[WHAT THE EXERCISE ASKS]: Give an exact copy of the data that follows.

[GIVEN RECORDS]:

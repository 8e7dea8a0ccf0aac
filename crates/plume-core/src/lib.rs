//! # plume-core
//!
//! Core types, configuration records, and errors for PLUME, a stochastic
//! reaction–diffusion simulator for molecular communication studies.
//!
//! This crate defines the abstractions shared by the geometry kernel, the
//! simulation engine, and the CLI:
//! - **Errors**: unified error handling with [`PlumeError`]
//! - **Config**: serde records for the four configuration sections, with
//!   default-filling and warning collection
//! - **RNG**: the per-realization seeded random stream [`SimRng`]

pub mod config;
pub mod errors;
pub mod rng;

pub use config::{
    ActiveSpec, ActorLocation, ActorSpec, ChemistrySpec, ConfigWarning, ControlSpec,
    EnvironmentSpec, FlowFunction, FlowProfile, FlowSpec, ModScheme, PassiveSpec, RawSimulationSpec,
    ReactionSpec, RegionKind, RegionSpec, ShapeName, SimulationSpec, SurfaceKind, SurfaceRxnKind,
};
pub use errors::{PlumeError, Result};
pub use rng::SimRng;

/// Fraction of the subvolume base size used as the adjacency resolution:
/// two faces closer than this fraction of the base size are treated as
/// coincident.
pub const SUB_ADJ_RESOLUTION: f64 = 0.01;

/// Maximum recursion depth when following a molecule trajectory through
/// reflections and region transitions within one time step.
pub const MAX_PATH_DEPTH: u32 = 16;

[EXERCISE SOLUTION]:
repository 8e7dea8a0ccf0aac
filename crates/plume-core/src/lib.rs
//! # plume-core
//!
//! Core types, configuration records, and errors for PLUME, a stochastic
//! reaction–diffusion simulator for molecular communication studies.
//!
//! This crate defines the abstractions shared by the geometry kernel, the
//! simulation engine, and the CLI:
//! - **Errors**: unified error handling with [`PlumeError`]
//! - **Config**: serde records for the four configuration sections, with
//!   default-filling and warning collection
//! - **RNG**: the per-realization seeded random stream [`SimRng`]

pub mod config;
pub mod errors;
pub mod rng;

pub use config::{
    ActiveSpec, ActorLocation, ActorSpec, ChemistrySpec, ConfigWarning, ControlSpec,
    EnvironmentSpec, FlowFunction, FlowProfile, FlowSpec, ModScheme, PassiveSpec, RawSimulationSpec,
    ReactionSpec, RegionKind, RegionSpec, ShapeName, SimulationSpec, SurfaceKind, SurfaceRxnKind,
};
pub use errors::{PlumeError, Result};
pub use rng::SimRng;

/// Fraction of the subvolume base size used as the adjacency resolution:
/// two faces closer than this fraction of the base size are treated as
/// coincident.
pub const SUB_ADJ_RESOLUTION: f64 = 0.01;

/// Maximum recursion depth when following a molecule trajectory through
/// reflections and region transitions within one time step.
pub const MAX_PATH_DEPTH: u32 = 16;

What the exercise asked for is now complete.